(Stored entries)
:::
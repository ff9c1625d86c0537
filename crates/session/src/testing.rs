//! In-memory engine that simulates a cooperative document.
//!
//! Frames render after a scripted latency and produce the bytes
//! `frame-<index>`, either inline or through a screenshot. Counters record
//! every engine call so tests can assert on spawn, poll and close behavior.

use std::collections::HashSet;
use std::sync::atomic::{AtomicUsize, Ordering};
use std::sync::{Arc, Mutex, PoisonError};
use std::time::Duration;

use base64::{engine::general_purpose::STANDARD as BASE64, Engine};
use serde_json::Value;

use framecast_common::error::{FramecastError, FramecastResult};

use crate::engine::{ClipRect, EngineInstance, LaunchOptions, RenderEngine};
use crate::movie::MovieInfo;
use crate::page::{parse_seek_expression, FALLBACK_PROBE, READY_PROBE};

/// Behavior of every instance launched by a [`ScriptedEngine`].
#[derive(Debug, Clone)]
pub struct Script {
    info: MovieInfo,
    ready_after: Option<u64>,
    fallback: Value,
    latencies: Vec<Duration>,
    default_latency: Duration,
    failing_frames: HashSet<u64>,
    inline_frames: bool,
    /// Successful launches allowed before every further launch fails.
    launch_budget: Option<usize>,
    fail_navigation: bool,
}

impl Script {
    /// A document that is ready on the first probe and renders instantly.
    pub fn new(info: MovieInfo) -> Self {
        Self {
            info,
            ready_after: Some(0),
            fallback: Value::Null,
            latencies: Vec::new(),
            default_latency: Duration::ZERO,
            failing_frames: HashSet::new(),
            inline_frames: false,
            launch_budget: None,
            fail_navigation: false,
        }
    }

    /// Answer this many ready probes with null first.
    pub fn ready_after(mut self, probes: u64) -> Self {
        self.ready_after = Some(probes);
        self
    }

    /// Never report ready; answer the fallback probe with `measurement`.
    pub fn never_ready(mut self, measurement: Value) -> Self {
        self.ready_after = None;
        self.fallback = measurement;
        self
    }

    /// Per-frame render latency, indexed by frame number.
    pub fn with_latencies(mut self, latencies: Vec<Duration>) -> Self {
        self.latencies = latencies;
        self
    }

    /// Latency for frames not covered by [`Script::with_latencies`].
    pub fn with_default_latency(mut self, latency: Duration) -> Self {
        self.default_latency = latency;
        self
    }

    /// Fail the seek of `frame` after its latency elapses.
    pub fn failing_on(mut self, frame: u64) -> Self {
        self.failing_frames.insert(frame);
        self
    }

    /// Emit frames as data URLs instead of requiring screenshots.
    pub fn inline_frames(mut self) -> Self {
        self.inline_frames = true;
        self
    }

    pub fn failing_launch(mut self) -> Self {
        self.launch_budget = Some(0);
        self
    }

    /// Let the first `launches` succeed and fail every later one.
    pub fn failing_launch_after(mut self, launches: usize) -> Self {
        self.launch_budget = Some(launches);
        self
    }

    pub fn failing_navigation(mut self) -> Self {
        self.fail_navigation = true;
        self
    }

    fn latency(&self, frame: u64) -> Duration {
        usize::try_from(frame)
            .ok()
            .and_then(|i| self.latencies.get(i).copied())
            .unwrap_or(self.default_latency)
    }
}

/// Call counters shared by an engine and all of its instances.
#[derive(Debug, Default)]
pub struct EngineCounters {
    launch_attempts: AtomicUsize,
    launches: AtomicUsize,
    closes: AtomicUsize,
    ready_probes: AtomicUsize,
    fallback_probes: AtomicUsize,
    screenshots: AtomicUsize,
    active_renders: AtomicUsize,
    peak_renders: AtomicUsize,
    finished: Mutex<Vec<u64>>,
}

impl EngineCounters {
    pub fn launches(&self) -> usize {
        self.launches.load(Ordering::SeqCst)
    }

    /// Instances closed (repeat closes of one instance count once).
    pub fn closes(&self) -> usize {
        self.closes.load(Ordering::SeqCst)
    }

    pub fn ready_probes(&self) -> usize {
        self.ready_probes.load(Ordering::SeqCst)
    }

    pub fn fallback_probes(&self) -> usize {
        self.fallback_probes.load(Ordering::SeqCst)
    }

    pub fn screenshots(&self) -> usize {
        self.screenshots.load(Ordering::SeqCst)
    }

    /// Highest number of seeks in progress at once across all instances.
    pub fn peak_renders(&self) -> usize {
        self.peak_renders.load(Ordering::SeqCst)
    }

    /// Frames whose seek ran to completion (successfully or not), in
    /// completion order.
    pub fn finished_frames(&self) -> Vec<u64> {
        self.finished
            .lock()
            .unwrap_or_else(PoisonError::into_inner)
            .clone()
    }
}

/// Engine whose instances follow a [`Script`].
#[derive(Debug, Clone)]
pub struct ScriptedEngine {
    script: Arc<Script>,
    counters: Arc<EngineCounters>,
}

impl ScriptedEngine {
    pub fn new(script: Script) -> Self {
        Self {
            script: Arc::new(script),
            counters: Arc::new(EngineCounters::default()),
        }
    }

    pub fn counters(&self) -> &EngineCounters {
        &self.counters
    }

    /// Bytes every instance produces for `index`.
    pub fn frame_bytes(index: u64) -> Vec<u8> {
        format!("frame-{index}").into_bytes()
    }
}

#[async_trait::async_trait]
impl RenderEngine for ScriptedEngine {
    async fn launch(&self, _options: &LaunchOptions) -> FramecastResult<Box<dyn EngineInstance>> {
        let attempt = self.counters.launch_attempts.fetch_add(1, Ordering::SeqCst);
        if self.script.launch_budget.is_some_and(|budget| attempt >= budget) {
            return Err(FramecastError::launch("scripted launch failure"));
        }
        self.counters.launches.fetch_add(1, Ordering::SeqCst);
        Ok(Box::new(ScriptedInstance {
            script: self.script.clone(),
            counters: self.counters.clone(),
            state: Mutex::new(InstanceState::default()),
        }))
    }

    fn name(&self) -> &str {
        "scripted"
    }
}

#[derive(Debug, Default)]
struct InstanceState {
    ready_probes: u64,
    current_frame: Option<u64>,
    closed: bool,
}

struct ScriptedInstance {
    script: Arc<Script>,
    counters: Arc<EngineCounters>,
    state: Mutex<InstanceState>,
}

impl ScriptedInstance {
    fn state(&self) -> std::sync::MutexGuard<'_, InstanceState> {
        self.state.lock().unwrap_or_else(PoisonError::into_inner)
    }

    fn ensure_open(&self) -> FramecastResult<()> {
        if self.state().closed {
            return Err(FramecastError::engine("scripted instance is closed"));
        }
        Ok(())
    }

    fn probe_ready(&self) -> FramecastResult<Value> {
        self.counters.ready_probes.fetch_add(1, Ordering::SeqCst);
        let mut state = self.state();
        let answered = state.ready_probes;
        state.ready_probes += 1;
        match self.script.ready_after {
            Some(after) if answered >= after => Ok(serde_json::to_value(self.script.info)?),
            _ => Ok(Value::Null),
        }
    }

    async fn seek(&self, frame: u64) -> FramecastResult<Value> {
        let active = self.counters.active_renders.fetch_add(1, Ordering::SeqCst) + 1;
        self.counters.peak_renders.fetch_max(active, Ordering::SeqCst);

        tokio::time::sleep(self.script.latency(frame)).await;

        self.counters.active_renders.fetch_sub(1, Ordering::SeqCst);
        self.counters
            .finished
            .lock()
            .unwrap_or_else(PoisonError::into_inner)
            .push(frame);

        if self.script.failing_frames.contains(&frame) {
            return Err(FramecastError::engine(format!(
                "scripted failure on frame {frame}"
            )));
        }

        self.state().current_frame = Some(frame);
        if self.script.inline_frames {
            let encoded = BASE64.encode(ScriptedEngine::frame_bytes(frame));
            Ok(Value::String(format!("data:image/png;base64,{encoded}")))
        } else {
            Ok(Value::Null)
        }
    }
}

#[async_trait::async_trait]
impl EngineInstance for ScriptedInstance {
    async fn navigate(&self, url: &str) -> FramecastResult<()> {
        self.ensure_open()?;
        if self.script.fail_navigation {
            return Err(FramecastError::navigation(url, "scripted navigation failure"));
        }
        Ok(())
    }

    async fn evaluate(&self, expression: &str) -> FramecastResult<Value> {
        self.ensure_open()?;
        if expression == READY_PROBE {
            return self.probe_ready();
        }
        if expression == FALLBACK_PROBE {
            self.counters.fallback_probes.fetch_add(1, Ordering::SeqCst);
            return Ok(self.script.fallback.clone());
        }
        if let Some(frame) = parse_seek_expression(expression) {
            return self.seek(frame).await;
        }
        Err(FramecastError::engine(format!(
            "scripted page cannot evaluate '{expression}'"
        )))
    }

    async fn screenshot(&self, _clip: ClipRect) -> FramecastResult<Vec<u8>> {
        self.ensure_open()?;
        self.counters.screenshots.fetch_add(1, Ordering::SeqCst);
        let frame = self
            .state()
            .current_frame
            .ok_or_else(|| FramecastError::engine("screenshot before any seek"))?;
        Ok(ScriptedEngine::frame_bytes(frame))
    }

    async fn close(&self) -> FramecastResult<()> {
        let mut state = self.state();
        if !state.closed {
            state.closed = true;
            self.counters.closes.fetch_add(1, Ordering::SeqCst);
        }
        Ok(())
    }
}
:::
--- PROBLEM REQUIREMENTS ---
Please filter the data down to the lines containing the word "ScriptedEngine".

--- ANSWER SPACE ---
/// Behavior of every instance launched by a [`ScriptedEngine`].
pub struct ScriptedEngine {
impl ScriptedEngine {
impl RenderEngine for ScriptedEngine {
            let encoded = BASE64.encode(ScriptedEngine::frame_bytes(frame));
        Ok(ScriptedEngine::frame_bytes(frame))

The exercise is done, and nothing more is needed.